*DIRECTIONS*.
Only the lines from the start of the entries up to and including the line with "the background signal" should be written out, exactly as they stand.

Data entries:
===
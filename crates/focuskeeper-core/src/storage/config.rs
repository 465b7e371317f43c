//! TOML-based application configuration.
//!
//! Stores user preferences including:
//! - Session backend location and credentials
//! - Tick interval for the background signal
//! - Default log level
//!
//! Configuration is stored at `~/.config/focuskeeper/config.toml`.

use serde::{Deserialize, Serialize};
use std::path::{Path, PathBuf};

use super::data_dir;
use crate::error::ConfigError;

/// Where finished sessions are submitted.
#[derive(Debug, Clone, Serialize, Deserialize)]
pub struct BackendConfig {
    #[serde(default = "default_base_url")]
    pub base_url: String,
    /// Bearer token sent with each submission (optional).
    #[serde(default)]
    pub api_token: Option<String>,
    #[serde(default = "default_timeout_secs")]
    pub timeout_secs: u64,
}

#[derive(Debug, Clone, Serialize, Deserialize)]
pub struct TimerConfig {
    #[serde(default = "default_tick_interval_ms")]
    pub tick_interval_ms: u64,
}

#[derive(Debug, Clone, Serialize, Deserialize)]
pub struct LoggingConfig {
    #[serde(default = "default_log_level")]
    pub level: String,
}

/// Application configuration.
///
/// Serialized to/from TOML at `~/.config/focuskeeper/config.toml`.
#[derive(Debug, Clone, Default, Serialize, Deserialize)]
pub struct Config {
    #[serde(default)]
    pub backend: BackendConfig,
    #[serde(default)]
    pub timer: TimerConfig,
    #[serde(default)]
    pub logging: LoggingConfig,
}

fn default_base_url() -> String {
    "http://localhost:5000/api".into()
}
fn default_timeout_secs() -> u64 {
    10
}
fn default_tick_interval_ms() -> u64 {
    1000
}
fn default_log_level() -> String {
    "info".into()
}

impl Default for BackendConfig {
    fn default() -> Self {
        Self {
            base_url: default_base_url(),
            api_token: None,
            timeout_secs: default_timeout_secs(),
        }
    }
}

impl Default for TimerConfig {
    fn default() -> Self {
        Self {
            tick_interval_ms: default_tick_interval_ms(),
        }
    }
}

impl Default for LoggingConfig {
    fn default() -> Self {
        Self {
            level: default_log_level(),
        }
    }
}

impl Config {
    fn get_json_value_by_path<'a>(
        root: &'a serde_json::Value,
        key: &str,
    ) -> Option<&'a serde_json::Value> {
        if key.is_empty() {
            return None;
        }

        let mut current = root;
        for part in key.split('.') {
            current = current.get(part)?;
        }
        Some(current)
    }

    fn set_json_value_by_path(
        root: &mut serde_json::Value,
        key: &str,
        value: &str,
    ) -> Result<(), ConfigError> {
        let unknown = || ConfigError::UnknownKey(key.to_string());
        let invalid = |message: String| ConfigError::InvalidValue {
            key: key.to_string(),
            message,
        };

        let mut parts = key.split('.').peekable();
        if parts.peek().map_or(true, |p| p.is_empty()) {
            return Err(unknown());
        }

        let mut current = root;
        while let Some(part) = parts.next() {
            if parts.peek().is_none() {
                let obj = current.as_object_mut().ok_or_else(unknown)?;
                let existing = obj.get(part).ok_or_else(unknown)?;

                let new_value = match existing {
                    serde_json::Value::Bool(_) => serde_json::Value::Bool(
                        value.parse::<bool>().map_err(|e| invalid(e.to_string()))?,
                    ),
                    serde_json::Value::Number(_) => value
                        .parse::<u64>()
                        .map(|n| serde_json::Value::Number(n.into()))
                        .map_err(|_| invalid(format!("cannot parse '{value}' as number")))?,
                    serde_json::Value::Object(_) | serde_json::Value::Array(_) => {
                        serde_json::from_str(value).map_err(|e| invalid(e.to_string()))?
                    }
                    // Strings and unset optionals both take the raw text.
                    _ => serde_json::Value::String(value.into()),
                };

                obj.insert(part.to_string(), new_value);
                return Ok(());
            }

            current = current.get_mut(part).ok_or_else(unknown)?;
        }

        Err(unknown())
    }

    pub fn path() -> Result<PathBuf, ConfigError> {
        Ok(data_dir()?.join("config.toml"))
    }

    /// Load from disk or write and return the default.
    pub fn load() -> Result<Self, ConfigError> {
        Self::load_from(&Self::path()?)
    }

    pub fn load_from(path: &Path) -> Result<Self, ConfigError> {
        match std::fs::read_to_string(path) {
            Ok(content) => toml::from_str(&content).map_err(|e| ConfigError::LoadFailed {
                path: path.to_path_buf(),
                message: e.to_string(),
            }),
            Err(e) if e.kind() == std::io::ErrorKind::NotFound => {
                let cfg = Self::default();
                cfg.save_to(path)?;
                Ok(cfg)
            }
            Err(e) => Err(ConfigError::LoadFailed {
                path: path.to_path_buf(),
                message: e.to_string(),
            }),
        }
    }

    /// Persist to disk.
    pub fn save(&self) -> Result<(), ConfigError> {
        self.save_to(&Self::path()?)
    }

    pub fn save_to(&self, path: &Path) -> Result<(), ConfigError> {
        let save_failed = |message: String| ConfigError::SaveFailed {
            path: path.to_path_buf(),
            message,
        };
        let content = toml::to_string_pretty(self).map_err(|e| save_failed(e.to_string()))?;
        std::fs::write(path, content).map_err(|e| save_failed(e.to_string()))
    }

    /// Get a config value as string by dot-separated key.
    pub fn get(&self, key: &str) -> Option<String> {
        let json = serde_json::to_value(self).ok()?;
        let val = Self::get_json_value_by_path(&json, key)?;
        match val {
            serde_json::Value::String(s) => Some(s.clone()),
            other => Some(other.to_string()),
        }
    }

    /// Set a config value by key in memory. Unknown keys and values of the
    /// wrong type are rejected without touching `self`.
    pub fn set(&mut self, key: &str, value: &str) -> Result<(), ConfigError> {
        let mut json = serde_json::to_value(&*self).map_err(|e| ConfigError::InvalidValue {
            key: key.to_string(),
            message: e.to_string(),
        })?;
        Self::set_json_value_by_path(&mut json, key, value)?;
        *self = serde_json::from_value(json).map_err(|e| ConfigError::InvalidValue {
            key: key.to_string(),
            message: e.to_string(),
        })?;
        Ok(())
    }

    /// Load from disk, returning default on error.
    pub fn load_or_default() -> Self {
        Self::load().unwrap_or_default()
    }
}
===
*OUTPUT OF THE EXERCISE*.
filename crates/focuskeeper-core/src/storage/config.rs
repository 465b7e371317f43c
//! TOML-based application configuration.
//!
//! Stores user preferences including:
//! - Session backend location and credentials
//! - Tick interval for the background signal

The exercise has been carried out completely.